Comprendre la vente de Mechirat Chametz
Question
Réponse
Merci pour votre question.
Nommer le Rav comme shaliach
Tout d'abord, il est important de savoir que nous ne vendons pas le chametz au Rav ; plutôt, nous nommons le Rav comme shaliach en notre nom pour vendre le chametz à un non-Juif et ensuite le racheter après Yom Tov.
Pour nommer le Rav comme shaliach, nous écrivons dans le document que nous donnons au Rav le droit de vendre notre chametz en notre nom. Puisqu'il y a des poskim qui soutiennent que lors de la nomination d'un shaliach, on devrait le faire avec un kinyan, nous levons un objet (considéré comme un kinyan) pour finaliser la nomination, comme stipulé dans le document. Cependant, même si on ne le fait pas, le shlichut est toujours considéré comme valide.
Dans le document de Mechirat Chametz
Dans le document de Mechirat Chametz, il y a deux parties :
1. Nous vendons tout le chametz au non-Juif, même le chametz qui a été absorbé dans les ustensiles de cuisine.
2. Nous louons au non-Juif l'endroit où le chametz est stocké.
Vente du Chametz :
HaGaon Rav Fried, shlita, écrit que certains sont méticuleux à ne pas vendre le chametz réel (chametz be’ein) et c'est la halacha acceptée le’chatchillah, sauf si cela entraînerait une perte financière significative.
Location de l'espace :
Nous ne vendons pas seulement le chametz au non-Juif ; nous louons également l'espace où le chametz est situé.
Il y a deux raisons à cela :
a. La halacha stipule qu'un Juif qui a du chametz appartenant à un non-Juif dans sa maison doit avoir une mechitzah (division) de 10 Tefachim pour séparer sa possession de ce qu'il a vendu au non-Juif.
Cette halacha est mentionnée dans le Mesechet Pesachim 6a et le Shulchan Aruch, OC Siman 440.
Par conséquent, nous louons l'endroit où le chametz est stocké pour qu'il ne soit pas considéré comme du chametz d'un non-Juif dans une maison juive, ce qui nécessiterait autrement une mechitzah. En louant l'espace, il est maintenant considéré comme du chametz appartenant à un non-Juif dans un espace qui appartient également au non-Juif, éliminant ainsi le besoin d'une mechitzah. Néanmoins, même si on n'a pas besoin de faire une mechitzah de dix tefachim , on devrait toujours verrouiller ce qui est vendu au non-Juif et placer un panneau, 'Machur Le’goy,' afin d'éviter toute erreur qui pourrait amener à sortir les ustensiles et les utiliser pendant Pessah.
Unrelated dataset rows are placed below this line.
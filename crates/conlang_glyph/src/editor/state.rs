//! Grid Editor State
//!
//! The editing surface used by the phoneme and script panels. It owns one
//! `Grid`, a `HistoryStack` of full snapshots and the current compressed
//! output string.
//!
//! # Snapshots
//!
//! A snapshot is pushed:
//! - at construction (the blank grid, the oldest undo state)
//! - at the end of each pointer stroke
//! - after `clear()`
//! - after a successful `load_glyph()`
//!
//! Undo/redo move through the history without pushing.
//!
//! # Output
//!
//! The compressed string is recomputed on every change. The canvas sees it
//! live (while output is visible); the change callback only fires after a
//! committed change.

use crate::glyph::{compress, decompress, Grid};
use crate::history::HistoryStack;
use crate::Result;

use super::{DrawTool, GlyphCanvas, GridEditorOptions, PointerState};

/// Callback receiving the compressed glyph after each committed change
pub type ChangeCallback = Box<dyn FnMut(&str)>;

/// Interactive glyph grid editor
pub struct GridEditor {
    pub(crate) grid: Grid,
    pub(crate) history: HistoryStack<Grid>,
    pub(crate) history_limit: Option<usize>,

    pub(crate) editable: bool,
    pub(crate) output_visible: bool,
    pub(crate) tool: DrawTool,
    pub(crate) pointer: PointerState,

    /// Compressed form of `grid`
    pub(crate) output: String,

    pub(crate) canvas: Box<dyn GlyphCanvas>,
    pub(crate) on_change: Option<ChangeCallback>,
}

impl GridEditor {
    /// Create an editor with a blank grid
    pub fn new(canvas: impl GlyphCanvas + 'static, options: GridEditorOptions) -> Result<Self> {
        options.validate()?;
        let grid = options.blank_grid()?;
        let output = compress(&grid)?;

        let mut editor = Self {
            history: HistoryStack::with_limit(grid.clone(), options.history_limit),
            history_limit: options.history_limit,
            grid,
            editable: options.editable,
            output_visible: options.output_visible,
            tool: DrawTool::default(),
            pointer: PointerState::Idle,
            output,
            canvas: Box::new(canvas),
            on_change: None,
        };
        editor.canvas.set_editable(editor.editable);
        editor.render();
        Ok(editor)
    }

    /// Create an editor with its change callback already registered
    ///
    /// The callback is not called for the initial blank grid.
    pub fn with_on_change(
        canvas: impl GlyphCanvas + 'static,
        options: GridEditorOptions,
        callback: impl FnMut(&str) + 'static,
    ) -> Result<Self> {
        let mut editor = Self::new(canvas, options)?;
        editor.set_on_change(callback);
        Ok(editor)
    }

    /// Create an editor without a canvas
    pub fn headless(options: GridEditorOptions) -> Result<Self> {
        Self::new(super::NullCanvas, options)
    }

    /// Register the change callback, replacing any previous one
    pub fn set_on_change(&mut self, callback: impl FnMut(&str) + 'static) {
        self.on_change = Some(Box::new(callback));
    }

    // ═══════════════════════════════════════════════════════════════════════
    // Getters
    // ═══════════════════════════════════════════════════════════════════════

    pub fn grid(&self) -> &Grid {
        &self.grid
    }

    pub fn resolution(&self) -> usize {
        self.grid.resolution()
    }

    pub fn is_editable(&self) -> bool {
        self.editable
    }

    pub fn is_output_visible(&self) -> bool {
        self.output_visible
    }

    pub fn tool(&self) -> DrawTool {
        self.tool
    }

    pub fn pointer_state(&self) -> PointerState {
        self.pointer
    }

    pub fn history(&self) -> &HistoryStack<Grid> {
        &self.history
    }

    /// The compressed form of the current grid
    pub fn get_compressed(&self) -> &str {
        &self.output
    }

    // ═══════════════════════════════════════════════════════════════════════
    // Setters (no history, no change notification)
    // ═══════════════════════════════════════════════════════════════════════

    /// Toggle whether pointer input draws
    ///
    /// A stroke already in progress still commits on pointer-up.
    pub fn set_editable(&mut self, editable: bool) {
        self.editable = editable;
        self.canvas.set_editable(editable);
    }

    pub fn set_output_visible(&mut self, visible: bool) {
        self.output_visible = visible;
        if visible {
            self.canvas.show_output(&self.output);
        }
    }

    pub fn set_tool(&mut self, tool: DrawTool) {
        self.tool = tool;
    }

    // ═══════════════════════════════════════════════════════════════════════
    // Committed operations
    // ═══════════════════════════════════════════════════════════════════════

    /// Blank the grid
    pub fn clear(&mut self) -> Result<()> {
        self.pointer = PointerState::Idle;
        self.grid.clear();
        self.commit()
    }

    /// Replace the grid with a compressed glyph
    ///
    /// On error the grid, history and editability are left untouched.
    pub fn load_glyph(&mut self, compressed: &str, editable: Option<bool>) -> Result<()> {
        let grid = match decompress(compressed, self.resolution()) {
            Ok(grid) => grid,
            Err(err) => {
                log::warn!("Rejected glyph ({} chars): {err}", compressed.len());
                return Err(err);
            }
        };

        self.grid = grid;
        self.pointer = PointerState::Idle;
        if let Some(editable) = editable {
            self.set_editable(editable);
        }
        log::debug!("Loaded glyph with {} inked cells", self.grid.ink_count());
        self.commit()
    }

    /// Push the current grid as a snapshot and publish it
    pub(crate) fn commit(&mut self) -> Result<()> {
        self.history.push(self.grid.clone());
        log::debug!("Committed snapshot {} of {}", self.history.cursor() + 1, self.history.len());
        self.publish()
    }

    /// Recompress, redraw and notify
    pub(crate) fn publish(&mut self) -> Result<()> {
        self.output = compress(&self.grid)?;
        self.render();
        if let Some(callback) = self.on_change.as_mut() {
            callback(&self.output);
        }
        Ok(())
    }

    fn render(&mut self) {
        self.canvas.redraw(&self.grid);
        if self.output_visible {
            self.canvas.show_output(&self.output);
        }
    }
}

impl std::fmt::Debug for GridEditor {
    fn fmt(&self, f: &mut std::fmt::Formatter<'_>) -> std::fmt::Result {
        f.debug_struct("GridEditor")
            .field("resolution", &self.resolution())
            .field("editable", &self.editable)
            .field("output_visible", &self.output_visible)
            .field("tool", &self.tool)
            .field("pointer", &self.pointer)
            .field("history_len", &self.history.len())
            .field("output", &self.output)
            .finish_non_exhaustive()
    }
}
//! Grid editor
//!
//! The stateful editing surface around a `Grid`. Split into:
//! - `options.rs` - construction options, loadable from TOML
//! - `canvas.rs` - the rendering seam (`GlyphCanvas`)
//! - `state.rs` - struct definition, constructor, getters, clear/load
//! - `pointer.rs` - pointer gesture state machine
//! - `undo.rs` - undo/redo through the snapshot history
//! - `session_state.rs` - serializable editing session

mod canvas;
mod options;
mod pointer;
mod session_state;
mod state;
mod undo;

pub use canvas::{GlyphCanvas, NullCanvas};
pub use options::GridEditorOptions;
pub use pointer::{DrawTool, PointerState};
pub use session_state::GlyphSessionState;
pub use state::{ChangeCallback, GridEditor};
pub use undo::GlyphUndoState;
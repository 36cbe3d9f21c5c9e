use super::Grid;
use crate::{GlyphError, Result};

const INK: &[char] = &['#', 'X', 'x', '1', '@'];
const BLANK: &[char] = &['.', ' ', '0', '_', '-'];

impl Grid {
    /// Parse ASCII art, one line per row
    ///
    /// Short lines and missing rows are blank, trailing `\r` is ignored.
    pub fn from_ascii(text: &str, resolution: usize) -> Result<Self> {
        let mut grid = Grid::new(resolution)?;
        let lines: Vec<&str> = text.lines().map(|line| line.trim_end_matches('\r')).collect();
        let line_count = lines.iter().rposition(|line| !line.trim().is_empty()).map_or(0, |i| i + 1);
        if line_count > resolution {
            return Err(GlyphError::InvalidGlyphSize {
                expected: resolution * resolution,
                actual: line_count.saturating_mul(resolution),
            });
        }

        for (row, line) in lines.iter().take(line_count).enumerate() {
            let line = line.trim_end();
            let width = line.chars().count();
            if width > resolution {
                return Err(GlyphError::InvalidGlyphSize {
                    expected: resolution * resolution,
                    actual: width.saturating_mul(resolution),
                });
            }
            for (col, ch) in line.chars().enumerate() {
                if INK.contains(&ch) {
                    grid.set(row, col, true);
                } else if !BLANK.contains(&ch) {
                    return Err(GlyphError::payload(format!("unexpected '{ch}' in row {row}")));
                }
            }
        }
        Ok(grid)
    }

    /// Render as `#`/`.` lines
    pub fn to_ascii(&self) -> String {
        self.rows()
            .map(|row| row.iter().map(|&on| if on { '#' } else { '.' }).collect::<String>())
            .collect::<Vec<_>>()
            .join("\n")
    }
}
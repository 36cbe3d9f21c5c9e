//! Glyph grid model and its compact text encoding
//!
//! - `grid` - the boolean pixel grid
//! - `row_codec` - one row <-> one token
//! - `run_length` - token list <-> run-length collapsed text
//! - `compressor` - grid <-> compressed glyph string
//! - `ascii` - grid <-> ASCII art (for tests and the command line)

mod ascii;
pub mod compressor;
mod grid;
pub mod row_codec;
pub mod run_length;

pub use compressor::{compress, decompress};
pub use grid::Grid;
pub(crate) use grid::validate_resolution;
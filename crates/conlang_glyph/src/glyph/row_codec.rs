//! Row codec
//!
//! Maps one grid row to a short text token:
//! - `W` - every cell blank
//! - `B` - every cell inked
//! - `H<hex>` - mixed row, bits packed most-significant first (column 0 is the
//!   highest bit), zero-padded on the left to `ceil(width / 4)` hex digits
//!
//! Packing works nibble by nibble so any width is supported without a
//! big-integer type.

use crate::{GlyphError, Result};

/// Token for an all-blank row
pub const ALL_WHITE: &str = "W";

/// Token for an all-inked row
pub const ALL_BLACK: &str = "B";

/// Prefix for a mixed row
pub const MIXED_PREFIX: &str = "H";

const HEX_DIGITS: &[u8; 16] = b"0123456789abcdef";

/// Number of hex digits a mixed row of `width` cells packs into
pub fn hex_digits(width: usize) -> usize {
    width.div_ceil(4)
}

/// Encode one row
pub fn encode_row(bits: &[bool]) -> String {
    if bits.iter().all(|&b| !b) {
        return ALL_WHITE.to_string();
    }
    if bits.iter().all(|&b| b) {
        return ALL_BLACK.to_string();
    }

    let digits = hex_digits(bits.len());
    let pad = digits * 4 - bits.len();
    let mut token = String::with_capacity(MIXED_PREFIX.len() + digits);
    token.push_str(MIXED_PREFIX);

    let mut nibble = 0usize;
    let mut filled = 0;
    for bit in std::iter::repeat(false).take(pad).chain(bits.iter().copied()) {
        nibble = (nibble << 1) | usize::from(bit);
        filled += 1;
        if filled == 4 {
            token.push(HEX_DIGITS[nibble] as char);
            nibble = 0;
            filled = 0;
        }
    }
    token
}

/// Decode one row of `width` cells
pub fn decode_row(token: &str, width: usize) -> Result<Vec<bool>> {
    match token {
        ALL_WHITE => Ok(vec![false; width]),
        ALL_BLACK => Ok(vec![true; width]),
        _ => {
            let invalid = || GlyphError::InvalidRowToken { token: token.to_string() };
            let hex = token.strip_prefix(MIXED_PREFIX).ok_or_else(invalid)?;
            let digits = hex_digits(width);
            if hex.len() != digits {
                return Err(invalid());
            }

            let mut bits = Vec::with_capacity(digits * 4);
            for ch in hex.chars() {
                let value = ch.to_digit(16).ok_or_else(invalid)?;
                for shift in (0..4).rev() {
                    bits.push((value >> shift) & 1 == 1);
                }
            }

            // padding bits must be zero, otherwise the value doesn't fit the row
            let pad = digits * 4 - width;
            if bits[..pad].iter().any(|&b| b) {
                return Err(invalid());
            }
            bits.drain(..pad);
            Ok(bits)
        }
    }
}
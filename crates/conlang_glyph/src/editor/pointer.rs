//! Pointer gesture handling
//!
//! ```text
//! Idle --pointer_down(cell)--> Drawing --pointer_enter(cell)--> Drawing
//!                                 |
//!                            pointer_up --> commit one snapshot --> Idle
//! ```
//!
//! Only editable editors start strokes. Cells outside the grid are ignored.

use serde::{Deserialize, Serialize};

use crate::Result;

use super::GridEditor;

/// Gesture state
#[derive(Clone, Copy, Debug, Default, PartialEq, Eq)]
pub enum PointerState {
    #[default]
    Idle,
    Drawing,
}

/// What a stroke writes into the cells it touches
#[derive(Clone, Copy, Debug, Default, PartialEq, Eq, Serialize, Deserialize)]
pub enum DrawTool {
    /// Ink cells
    #[default]
    Pen,
    /// Blank cells
    Eraser,
}

impl DrawTool {
    pub fn value(self) -> bool {
        matches!(self, DrawTool::Pen)
    }
}

impl GridEditor {
    /// Start a stroke on a cell
    pub fn on_pointer_down(&mut self, row: usize, col: usize) -> Result<()> {
        if !self.editable || !self.grid.contains(row, col) {
            return Ok(());
        }
        log::trace!("stroke start at ({row}, {col})");
        self.pointer = PointerState::Drawing;
        self.paint(row, col)
    }

    /// Continue a stroke into a cell
    pub fn on_pointer_enter(&mut self, row: usize, col: usize) -> Result<()> {
        if !self.editable || self.pointer != PointerState::Drawing {
            return Ok(());
        }
        self.paint(row, col)
    }

    /// End the stroke, committing it as one undo step
    pub fn on_pointer_up(&mut self) -> Result<()> {
        if self.pointer != PointerState::Drawing {
            return Ok(());
        }
        log::trace!("stroke end");
        self.pointer = PointerState::Idle;
        self.commit()
    }

    pub fn is_drawing(&self) -> bool {
        self.pointer == PointerState::Drawing
    }

    fn paint(&mut self, row: usize, col: usize) -> Result<()> {
        let value = self.tool.value();
        if !self.grid.set(row, col, value) {
            return Ok(());
        }
        self.canvas.paint_cell(row, col, value);
        self.output = crate::glyph::compress(&self.grid)?;
        if self.output_visible {
            self.canvas.show_output(&self.output);
        }
        Ok(())
    }
}
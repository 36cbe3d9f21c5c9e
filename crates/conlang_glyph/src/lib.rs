#![warn(clippy::all, clippy::pedantic)]
#![allow(clippy::must_use_candidate, clippy::module_name_repetitions, clippy::missing_errors_doc, clippy::struct_excessive_bools)]
//! Glyph grid editing for constructed-language scripts.
//!
//! Provides the model layer for hand-drawn glyphs:
//! - `Grid` - a fixed-resolution boolean pixel grid
//! - A compact, URL-safe text encoding for grids (row tokens, run-length, deflate + base64)
//! - `HistoryStack` - linear undo/redo over full snapshots
//! - `GridEditor` - the interactive editing surface, independent of any renderer
//! - `ConlangDocument` - the document store the glyph-bearing panels write into
//! - Phonetic feature to IPA symbol matching

mod error;
pub use error::*;

pub mod document;
pub mod editor;
pub mod glyph;
pub mod history;
pub mod phonetics;

pub use document::{ConlangDocument, GlyphSlot, GlyphSlotEditor, SharedDocument};
pub use editor::{DrawTool, GlyphCanvas, GlyphSessionState, GlyphUndoState, GridEditor, GridEditorOptions, NullCanvas};
pub use glyph::{compress, decompress, Grid};
pub use history::HistoryStack;

/// Default grid side length
pub const DEFAULT_RESOLUTION: usize = 64;

/// Largest accepted grid side length
pub const MAX_RESOLUTION: usize = 1024;
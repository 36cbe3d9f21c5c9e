use crate::{GlyphError, Result, MAX_RESOLUTION};

/// A square boolean pixel grid
///
/// Cells are stored flat in row-major order (`row * resolution + col`).
/// `true` is an inked ("black") cell, `false` is blank ("white").
#[derive(Clone, Debug, PartialEq, Eq, Hash)]
pub struct Grid {
    resolution: usize,
    cells: Vec<bool>,
}

impl Grid {
    /// Create an all-blank grid
    pub fn new(resolution: usize) -> Result<Self> {
        validate_resolution(resolution)?;
        Ok(Self {
            resolution,
            cells: vec![false; resolution * resolution],
        })
    }

    /// Build a grid from a flat row-major cell vector
    pub fn from_cells(resolution: usize, cells: Vec<bool>) -> Result<Self> {
        validate_resolution(resolution)?;
        let expected = resolution * resolution;
        if cells.len() != expected {
            return Err(GlyphError::InvalidGlyphSize { expected, actual: cells.len() });
        }
        Ok(Self { resolution, cells })
    }

    /// Build a grid from nested rows (height × width, must be square)
    pub fn from_rows(rows: &[Vec<bool>]) -> Result<Self> {
        let resolution = rows.len();
        let cells: Vec<bool> = rows.iter().flatten().copied().collect();
        if rows.iter().any(|row| row.len() != resolution) {
            return Err(GlyphError::InvalidGlyphSize {
                expected: resolution * resolution,
                actual: cells.len(),
            });
        }
        Self::from_cells(resolution, cells)
    }

    pub fn resolution(&self) -> usize {
        self.resolution
    }

    pub fn cells(&self) -> &[bool] {
        &self.cells
    }

    /// Get a cell, out of range reads as blank
    pub fn get(&self, row: usize, col: usize) -> bool {
        self.index(row, col).is_some_and(|i| self.cells[i])
    }

    /// Set a cell, returns true if the value changed
    pub fn set(&mut self, row: usize, col: usize, value: bool) -> bool {
        let Some(i) = self.index(row, col) else {
            return false;
        };
        let changed = self.cells[i] != value;
        self.cells[i] = value;
        changed
    }

    pub fn contains(&self, row: usize, col: usize) -> bool {
        row < self.resolution && col < self.resolution
    }

    /// Get one row as a slice, `None` outside the grid
    pub fn row(&self, row: usize) -> Option<&[bool]> {
        self.cells.chunks(self.resolution).nth(row)
    }

    /// Iterate rows top to bottom
    pub fn rows(&self) -> impl Iterator<Item = &[bool]> {
        self.cells.chunks(self.resolution)
    }

    /// Copy out as nested rows
    pub fn to_rows(&self) -> Vec<Vec<bool>> {
        self.rows().map(<[bool]>::to_vec).collect()
    }

    /// Set every cell blank
    pub fn clear(&mut self) {
        self.cells.fill(false);
    }

    pub fn is_blank(&self) -> bool {
        self.cells.iter().all(|&c| !c)
    }

    /// Number of inked cells
    pub fn ink_count(&self) -> usize {
        self.cells.iter().filter(|&&c| c).count()
    }

    fn index(&self, row: usize, col: usize) -> Option<usize> {
        self.contains(row, col).then(|| row * self.resolution + col)
    }
}

pub(crate) fn validate_resolution(resolution: usize) -> Result<()> {
    if resolution == 0 || resolution > MAX_RESOLUTION {
        return Err(GlyphError::InvalidResolution { resolution });
    }
    Ok(())
}
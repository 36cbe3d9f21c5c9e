use std::io::Read;
use std::path::{Path, PathBuf};
use std::process::ExitCode;

use anyhow::Context;
use clap::{Parser, Subcommand};
use conlang_glyph::glyph::compressor::token_stream;
use conlang_glyph::{compress, decompress, ConlangDocument, Grid, GridEditorOptions};
use flexi_logger::Logger;

const CONFIG_FILE: &str = "glyph_editor.toml";

#[derive(Parser)]
#[command(version, about = "Encode, decode and check conlang glyph strings")]
pub struct Cli {
    #[arg(help = "Grid resolution, overrides the configured one", long, short, global = true)]
    resolution: Option<usize>,

    #[arg(help = "Editor options file (TOML)", long, global = true)]
    config: Option<PathBuf>,

    #[command(subcommand)]
    command: Commands,
}

#[derive(Subcommand)]
enum Commands {
    #[command(about = "Compress ASCII art ('#' ink, '.' blank) into a glyph string, '-' reads stdin")]
    Encode { file: PathBuf },

    #[command(about = "Print a glyph string as ASCII art")]
    Decode { glyph: String },

    #[command(about = "Print the run-length token stream of a glyph string")]
    Tokens { glyph: String },

    #[command(about = "Report glyphs in a document that do not decode")]
    Check { document: PathBuf },
}

fn config_path(cli: &Cli) -> Option<PathBuf> {
    if let Some(path) = &cli.config {
        return Some(path.clone());
    }
    directories::ProjectDirs::from("com", "GitHub", "conlang_glyph").map(|dirs| dirs.config_dir().join(CONFIG_FILE))
}

fn resolution(cli: &Cli) -> anyhow::Result<usize> {
    let mut options = match config_path(cli) {
        Some(path) => GridEditorOptions::load(&path).with_context(|| format!("reading {}", path.display()))?,
        None => GridEditorOptions::default(),
    };
    if let Some(resolution) = cli.resolution {
        options.resolution = resolution;
    }
    options.validate()?;
    Ok(options.resolution)
}

fn read_input(path: &Path) -> anyhow::Result<String> {
    if path.as_os_str() == "-" {
        let mut text = String::new();
        std::io::stdin().read_to_string(&mut text)?;
        return Ok(text);
    }
    std::fs::read_to_string(path).with_context(|| format!("reading {}", path.display()))
}

fn run(cli: &Cli) -> anyhow::Result<ExitCode> {
    let resolution = resolution(cli)?;
    log::debug!("Using resolution {resolution}");

    match &cli.command {
        Commands::Encode { file } => {
            let grid = Grid::from_ascii(&read_input(file)?, resolution)?;
            println!("{}", compress(&grid)?);
        }
        Commands::Decode { glyph } => {
            let grid = decompress(glyph, resolution)?;
            println!("{}", grid.to_ascii());
        }
        Commands::Tokens { glyph } => {
            let grid = decompress(glyph, resolution)?;
            println!("{}", token_stream(&grid));
        }
        Commands::Check { document } => {
            let doc = ConlangDocument::load(document).with_context(|| format!("loading {}", document.display()))?;
            let invalid = doc.invalid_glyphs(resolution);
            if invalid.is_empty() {
                println!("{}: all glyphs decode at {resolution}x{resolution}", document.display());
                return Ok(ExitCode::SUCCESS);
            }
            for (slot, err) in &invalid {
                println!("{slot}: {err}");
            }
            println!("{} invalid glyph(s)", invalid.len());
            return Ok(ExitCode::FAILURE);
        }
    }
    Ok(ExitCode::SUCCESS)
}

fn main() -> anyhow::Result<ExitCode> {
    let cli = Cli::parse();
    let _logger = Logger::try_with_env_or_str("info")?.log_to_stderr().start()?;
    run(&cli)
}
b. La deuxième raison pour laquelle nous louons l'espace au non-Juif est qu'il facilite un autre type d'acquisition par lequel le non-Juif acquiert le chametz par ce qu'on appelle kinyan chatzer (acquisition de cour).
Propriété partagée.
Il est important de noter que l'endroit partagé avec d'autres voisins doit être nettoyé avant Pessah ; par exemple, la pièce où se trouvent les poubelles. Par conséquent, une fois que le conseil a fait le dernier tour avant Pessah, on doit faire attention à ne pas y placer plus de chametz.
C'est particulièrement important cette année car nous continuerons à manger du chametz jusqu'au matin du Shabbat, et avant l'heure de sof zeman biur chametz, on ne devrait pas mettre le chametz dans la pièce des poubelles. Plutôt, s'il y a un érouv casher, on devrait le sortir dans la poubelle publique, ou le jeter dans les toilettes, ou verser dessus quelque chose qui détruira le chametz. S'il est plus grand qu'un kezayit, on devrait verser dessus quelque chose qui le rendra non comestible même pour un chien.
Si tous les voisins sont des Juifs observant la Torah, alors le mieux serait que celui qui est en charge de la gestion de l'immeuble loue la pièce des poubelles au non-Juif dans sa mechirat chametz, en plus de ce qui a été mentionné ci-dessus.
Je vous souhaite un Chag Kasher Ve’Sameach.